[Opening RECORDS SHOWN section]

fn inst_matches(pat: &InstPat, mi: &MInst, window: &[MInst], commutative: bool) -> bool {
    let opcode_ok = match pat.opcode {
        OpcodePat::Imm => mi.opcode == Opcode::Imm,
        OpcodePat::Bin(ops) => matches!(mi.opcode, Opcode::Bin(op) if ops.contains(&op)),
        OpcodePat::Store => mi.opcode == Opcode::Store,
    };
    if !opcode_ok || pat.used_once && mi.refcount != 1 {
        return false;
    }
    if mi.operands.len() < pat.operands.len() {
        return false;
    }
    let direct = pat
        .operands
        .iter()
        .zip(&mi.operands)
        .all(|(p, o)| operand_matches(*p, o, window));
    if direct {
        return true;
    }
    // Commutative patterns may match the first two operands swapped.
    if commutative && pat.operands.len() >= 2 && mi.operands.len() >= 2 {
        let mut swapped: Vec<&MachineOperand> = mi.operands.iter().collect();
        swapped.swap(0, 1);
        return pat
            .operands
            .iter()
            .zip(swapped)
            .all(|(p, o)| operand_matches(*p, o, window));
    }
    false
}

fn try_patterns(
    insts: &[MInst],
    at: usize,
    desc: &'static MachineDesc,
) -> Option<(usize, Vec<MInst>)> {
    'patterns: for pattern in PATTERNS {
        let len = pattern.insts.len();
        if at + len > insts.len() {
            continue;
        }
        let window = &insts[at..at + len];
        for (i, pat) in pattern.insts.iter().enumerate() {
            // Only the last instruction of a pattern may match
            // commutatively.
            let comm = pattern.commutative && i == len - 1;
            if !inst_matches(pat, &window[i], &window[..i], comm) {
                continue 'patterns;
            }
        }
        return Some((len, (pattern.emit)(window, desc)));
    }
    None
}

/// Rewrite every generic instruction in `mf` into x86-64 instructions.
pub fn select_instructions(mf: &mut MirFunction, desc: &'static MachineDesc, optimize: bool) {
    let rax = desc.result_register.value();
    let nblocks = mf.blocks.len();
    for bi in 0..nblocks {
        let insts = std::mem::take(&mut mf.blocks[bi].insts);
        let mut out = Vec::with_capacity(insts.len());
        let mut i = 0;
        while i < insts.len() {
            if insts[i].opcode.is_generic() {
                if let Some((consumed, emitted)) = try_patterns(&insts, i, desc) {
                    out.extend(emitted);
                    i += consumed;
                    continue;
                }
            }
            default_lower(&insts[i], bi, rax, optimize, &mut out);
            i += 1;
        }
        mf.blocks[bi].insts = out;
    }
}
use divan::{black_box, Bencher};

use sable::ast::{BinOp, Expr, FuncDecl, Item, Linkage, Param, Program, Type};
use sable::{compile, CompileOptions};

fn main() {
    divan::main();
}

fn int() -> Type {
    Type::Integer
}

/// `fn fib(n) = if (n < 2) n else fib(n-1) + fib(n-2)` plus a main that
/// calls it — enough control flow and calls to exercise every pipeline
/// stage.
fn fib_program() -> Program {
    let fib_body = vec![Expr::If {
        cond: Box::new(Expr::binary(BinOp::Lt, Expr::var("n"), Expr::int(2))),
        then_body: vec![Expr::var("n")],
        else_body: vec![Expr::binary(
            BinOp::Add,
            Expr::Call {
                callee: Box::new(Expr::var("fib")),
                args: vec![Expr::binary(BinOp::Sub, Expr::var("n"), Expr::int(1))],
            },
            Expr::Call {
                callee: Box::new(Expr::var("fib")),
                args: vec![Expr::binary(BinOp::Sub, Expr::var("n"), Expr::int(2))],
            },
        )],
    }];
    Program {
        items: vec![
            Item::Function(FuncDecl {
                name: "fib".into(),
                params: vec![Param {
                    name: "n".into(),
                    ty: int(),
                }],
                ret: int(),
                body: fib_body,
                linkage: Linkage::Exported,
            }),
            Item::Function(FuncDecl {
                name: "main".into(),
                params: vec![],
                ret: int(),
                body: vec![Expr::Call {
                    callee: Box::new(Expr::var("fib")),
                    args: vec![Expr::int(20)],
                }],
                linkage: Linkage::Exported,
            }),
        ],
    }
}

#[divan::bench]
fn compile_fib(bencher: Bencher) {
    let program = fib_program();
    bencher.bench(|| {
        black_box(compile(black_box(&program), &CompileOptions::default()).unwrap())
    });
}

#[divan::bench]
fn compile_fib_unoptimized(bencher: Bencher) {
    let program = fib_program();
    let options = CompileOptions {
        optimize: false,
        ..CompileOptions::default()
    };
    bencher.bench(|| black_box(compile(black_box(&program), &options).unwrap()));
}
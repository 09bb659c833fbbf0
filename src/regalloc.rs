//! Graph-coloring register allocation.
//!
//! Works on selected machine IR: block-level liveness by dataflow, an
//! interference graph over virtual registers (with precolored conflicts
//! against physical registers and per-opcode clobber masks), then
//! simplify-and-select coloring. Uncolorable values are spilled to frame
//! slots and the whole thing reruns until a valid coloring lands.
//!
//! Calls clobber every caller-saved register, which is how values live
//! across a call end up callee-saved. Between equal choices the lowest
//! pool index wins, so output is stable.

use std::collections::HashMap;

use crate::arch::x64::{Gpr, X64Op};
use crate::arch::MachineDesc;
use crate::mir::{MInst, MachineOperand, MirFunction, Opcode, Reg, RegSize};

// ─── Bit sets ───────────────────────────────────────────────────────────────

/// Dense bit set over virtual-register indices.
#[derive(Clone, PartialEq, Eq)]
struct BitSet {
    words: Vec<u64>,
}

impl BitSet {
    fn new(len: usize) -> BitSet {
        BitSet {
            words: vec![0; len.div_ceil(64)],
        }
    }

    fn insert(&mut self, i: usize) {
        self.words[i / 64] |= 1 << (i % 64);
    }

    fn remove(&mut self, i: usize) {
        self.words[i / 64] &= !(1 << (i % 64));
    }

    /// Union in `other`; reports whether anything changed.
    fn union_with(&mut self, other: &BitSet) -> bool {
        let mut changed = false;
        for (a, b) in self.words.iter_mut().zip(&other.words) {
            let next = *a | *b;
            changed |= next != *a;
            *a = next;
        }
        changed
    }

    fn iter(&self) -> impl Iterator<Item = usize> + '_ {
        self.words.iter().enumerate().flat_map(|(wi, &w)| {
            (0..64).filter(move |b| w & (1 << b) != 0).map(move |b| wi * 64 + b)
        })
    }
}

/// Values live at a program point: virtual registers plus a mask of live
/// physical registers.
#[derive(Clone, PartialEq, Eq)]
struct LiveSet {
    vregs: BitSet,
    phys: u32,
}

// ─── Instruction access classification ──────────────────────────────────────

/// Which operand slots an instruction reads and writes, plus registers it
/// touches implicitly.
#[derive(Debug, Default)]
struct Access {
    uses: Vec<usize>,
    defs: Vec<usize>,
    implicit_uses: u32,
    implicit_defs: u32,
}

[Closing RECORDS SHOWN section]

▸ **WHAT YOU WILL DO**: On how many lines of the records above does the word "static" appear? Answer with only that number.

▸ **RESPONSE TO THE EXERCISE**: 2